Tittle Page of De garebeg’s

Pada tahun 1889-1890 Pemerintah Hindia Belanda menunjuk Cephas untuk membuat foto tentang situs-situs Hindu-Jawa Kuno di Jawa Tengah. Dimana Candi Borubudur merupakan salah satu obyek foto situs tersebut setelah penemuan dasar tersembunyi yang memuat relief Karmavibhanga pada tahun 1885 oleh J.W. Ijzerman. Setelah berakhirnya proyek pengangkatan relief Candi Borobudur di akhir tahun 1891, jumlah foto yang dihasilkan Chepas adalah 164 foto dasar tersembunyi, 160 foto relief dan 4 foto situs Borobudur. Pada saat yang bersamaan, Cephas memperoleh status gelijkgesteld met Europanen (sejajar dengan orang Eropa) untuk dirinya dan kedua anaknya, Sem dan Fares dari Pemerintah Hindia Belanda. Pada tahun 1892 Chepas diangkat sebagai anggota luar biasa Lembaga Kesenian dan Ilmu Pengetahuan Batavia. Cephas pun pernah mendapat kesempatan untuk memotret kunjungan Raja Rama V (Chulalongkorn) dari Thailand ketika raja tersebut menyambangi Yogyakarta pada tahun 1896. Salah satu jejak karya Cephas yang lain adalah Buku Wajang orang Pregiwa yang dibuat oleh Sultan Hamengkubuwono VII untuk kemudian diberikan kepada Ratu Wilhelmina dan Pangeran Hendrik dari Mecklenburg-Schwerin sebagai hadiah pernikahan mereka berdua.
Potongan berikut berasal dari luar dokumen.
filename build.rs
fn main() {
    built::write_built_file().expect("Failed to acquire build-time information");
}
Cover of the Wajang orang Pergiwa

Pada saat Cephas berumur 60 tahun, beliau mulai pensiun dari bisnis fotografi yang digelutinya. Dimana Sem, putra Cephas lah yang meneruskan karirnya di dunia fotografi. Tanggal 16 November 1912 menjadi hari yang bersejarah. Kassian Cephas meninggal dunia setelah mengalami sakit yang berkepanjangan. Cephas dimakamkan di Kuburan Sasanalaya yang terletak antara pasar Beringharjo dan Loji kecil. Begitulah sekelumit episode singkat tentang kehidupan Kassian Cephas, seorang pahlawan fotografi indonesia yang menjadi legenda. Yang ironisnya kadang dilupakan oleh sebagian individu yang menyebut dirinya fotografer indonesia. Walaubagaimanapun nama Kassian Cephas harus terus tercatat di dalam lembaran sejarah fotografi indonesia. Seorang tokoh yang begitu banyak menghadirkan jejak karyanya seiring dengan sejarah perkembangan bangsa indonesia. Agar menjadi bagi kita sebuah kisah yang terus menyulut api semangat dan menanamkan pohon inspirasi tidak hanya bagi para pewarta cahaya melainkan juga bagi sebuah bangsa yang merdeka.

Sumber Pustaka :

* Groeneveld, Anneke. (ed.). 1989. Toekang Potret100 Jaar Fotografie in Nederlandsch Indie 1839-1939. Amsterdam: Fragment.

* Knaap, Gerit. 1999. Chepas, Yogyakarta; Photography in the service of Sultan. Leiden: KITLV Press.